The expansion of advice from super funds also poses tough ethical questions, like whether, in what will essentially function as a vertically integrated model, fund advisers will be able to recommend that the member go elsewhere to get their needs met.

“The government won’t go through all this work and say to the super fund industry that it’s optional that they provide these services,” Bell said.

“There’s going to be effectively a directive that they have to put these services in place. They don’t have to put comprehensive advice into place – that’s effectively a value-add retention strategy, but all the advice through super framework, I think that’s going to be required.”

Bell said this will ultimately include vertical integration.

“If you get up to comprehensive [advice] and you’ve got an adviser that’s the same problems, but at a higher level, because if they’re comprehensive they’re gonna have platforms on their APL [approved product list] as well.”

But funds are still the natural providers of mass scale advice, Bell said, particularly as their members retire, when they would benefit a lot more from a relatively simple recommendation than no recommendation at all.

“Of all the entities that are out there, we think that super funds are super highly regulated and they’re probably reasonably well-placed to do that,” Bell said.

“It has to be done really well.
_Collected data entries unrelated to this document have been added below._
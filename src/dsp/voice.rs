//! A single polyphonic additive voice.
//!
//! Each voice owns its phase state and rebuilds its harmonic data from the
//! shared parameter snapshot once per block. The per-sample loop is
//! allocation-free: every buffer is fixed-size and lives with the voice.

use std::f32::consts::TAU;

use crate::dsp::envelope::Envelope;
use crate::dsp::harmonics::{self, HarmonicData, MAX_HARMONICS};
use crate::dsp::sine_table::SineTable;
use crate::dsp::spectral_filter;
use crate::dsp::unison::{self, MAX_UNISON_VOICES, UnisonVoice};
use crate::params::SynthParams;

/// Fixed headroom bounding the overshoot of a many-harmonic sum.
const HEADROOM: f32 = 0.25;

/// One polyphonic note: Idle → Active → (Releasing) → Idle.
pub struct Voice {
    note: u8,
    frequency: f32,
    velocity: f32,
    sample_rate: f32,
    active: bool,
    releasing: bool,
    /// Activation order, used for oldest-note stealing.
    age: u64,

    envelope: Envelope,
    harmonics: HarmonicData,
    unison: [UnisonVoice; MAX_UNISON_VOICES],
    unison_count: usize,
    /// Per-harmonic phase increment for the current block, at unison ratio 1.
    increments: [f32; MAX_HARMONICS],
    /// Running phase per (sub-voice, harmonic), wrapped into [0, 2π).
    phases: Box<[[f32; MAX_HARMONICS]; MAX_UNISON_VOICES]>,
}

impl Voice {
    pub fn new(sample_rate: f32) -> Self {
        Voice {
            note: 0,
            frequency: 440.0,
            velocity: 0.0,
            sample_rate,
            active: false,
            releasing: false,
            age: 0,
            envelope: Envelope::new(sample_rate),
            harmonics: HarmonicData::default(),
            unison: [UnisonVoice::default(); MAX_UNISON_VOICES],
            unison_count: 1,
            increments: [0.0; MAX_HARMONICS],
            phases: Box::new([[0.0; MAX_HARMONICS]; MAX_UNISON_VOICES]),
        }
    }

    pub fn prepare(&mut self, sample_rate: f32) {
        self.sample_rate = sample_rate;
        self.envelope.set_sample_rate(sample_rate);
    }

    /// Start a note: reset all phase state, trigger the envelope, and
    /// compute fresh harmonic data.
    pub fn start_note(&mut self, note: u8, frequency: f32, velocity: f32, params: &SynthParams, age: u64) {
        self.note = note;
        self.frequency = frequency;
        self.velocity = velocity;
        self.age = age;
        self.active = true;
        self.releasing = false;

        for subvoice in self.phases.iter_mut() {
            subvoice.fill(0.0);
        }

        self.envelope.set_params(
            params.env_attack,
            params.env_decay,
            params.env_sustain,
            params.env_release,
        );
        self.envelope.gate_on();

        self.rebuild(params);
    }

    /// Stop the note, either with a release tail or immediately.
    pub fn stop_note(&mut self, tail_off: bool) {
        if tail_off {
            self.releasing = true;
            self.envelope.gate_off();
        } else {
            self.envelope.reset();
            self.active = false;
            self.releasing = false;
        }
    }

    pub fn is_active(&self) -> bool {
        self.active
    }

    pub fn is_releasing(&self) -> bool {
        self.releasing
    }

    pub fn note(&self) -> u8 {
        self.note
    }

    pub fn age(&self) -> u64 {
        self.age
    }

    /// Current harmonic data, for visualization.
    pub fn harmonics(&self) -> &HarmonicData {
        &self.harmonics
    }

    /// Recompute harmonic data and per-harmonic increments from scratch.
    ///
    /// Runs unconditionally every block: shaping parameters are block-rate,
    /// and the recompute is cheap next to the per-sample loop.
    fn rebuild(&mut self, params: &SynthParams) {
        self.harmonics = harmonics::compute(
            params.osc_ratio,
            params.saw_phase,
            params.sqr_phase,
            self.frequency,
            self.sample_rate,
        );

        spectral_filter::apply(
            &mut self.harmonics,
            params.filter_cutoff,
            params.filter_boost,
            params.filter_phase,
            params.filter_stretch,
            self.frequency,
            self.sample_rate,
        );

        if params.wave_filter_enabled && params.wave_filter_mix > 0.0 {
            spectral_filter::apply_waveform_filter(
                &mut self.harmonics,
                &params.wave_filter_envelope,
                params.wave_filter_mix,
            );
        }

        // Block-rate parameters keep the per-sample phase increment
        // constant within a block.
        let scale = TAU * self.frequency / self.sample_rate;
        for n in 1..=self.harmonics.active_count {
            self.increments[n - 1] = scale * (n as f32).powf(params.filter_stretch);
        }
    }

    /// Render this voice additively into a stereo block.
    ///
    /// When the envelope reaches silence the voice frees itself and the
    /// remaining samples of the block are left untouched.
    pub fn render(
        &mut self,
        params: &SynthParams,
        table: &SineTable,
        left: &mut [f32],
        right: &mut [f32],
    ) {
        if !self.active {
            return;
        }

        self.rebuild(params);
        self.envelope.set_params(
            params.env_attack,
            params.env_decay,
            params.env_sustain,
            params.env_release,
        );
        self.unison_count = unison::compute_voices(
            params.unison_count,
            params.unison_detune,
            params.stereo_width,
            &mut self.unison,
        );

        let mix_scale = unison::mix_scale(self.unison_count);
        let active = self.harmonics.active_count;

        for (left_out, right_out) in left.iter_mut().zip(right.iter_mut()) {
            let env = self.envelope.next_sample();
            if self.envelope.is_finished() {
                self.active = false;
                self.releasing = false;
                break;
            }

            let mut sample_left = 0.0;
            let mut sample_right = 0.0;

            for u in 0..self.unison_count {
                let subvoice = self.unison[u];
                let phases = &mut self.phases[u];
                let mut sum = 0.0;

                for n in 0..active {
                    let amplitude = self.harmonics.amplitudes[n];
                    if amplitude <= 0.0 {
                        continue;
                    }

                    sum += amplitude * table.lookup(phases[n] + self.harmonics.phases[n]);

                    let mut phase = phases[n] + self.increments[n] * subvoice.freq_ratio;
                    if phase >= TAU {
                        phase -= TAU;
                    }
                    phases[n] = phase;
                }

                let sub_sample = sum * mix_scale;
                sample_left += sub_sample * subvoice.gain_left;
                sample_right += sub_sample * subvoice.gain_right;
            }

            let gain = env * self.velocity * HEADROOM;
            *left_out += sample_left * gain;
            *right_out += sample_right * gain;
        }
    }
}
You need to get the right regulations, the right framing in place, and probably the most important thing…is getting those off-ramps right. What’s the time when a fund is dealing with their members to say, ‘Look, your advice needs are too complex, you should be seeking external advice and here’s our pathway to assist you into that’.

“There’s a really valuable spectrum there that can be built that will ensure nearly every member gets something that’s helpful for them and appropriate. That leaves lots of space for external advice provision.”

*The Conexus Institute is a not-for-profit think-tank philanthropically funded by Conexus Financial, publisher of Professional Planner.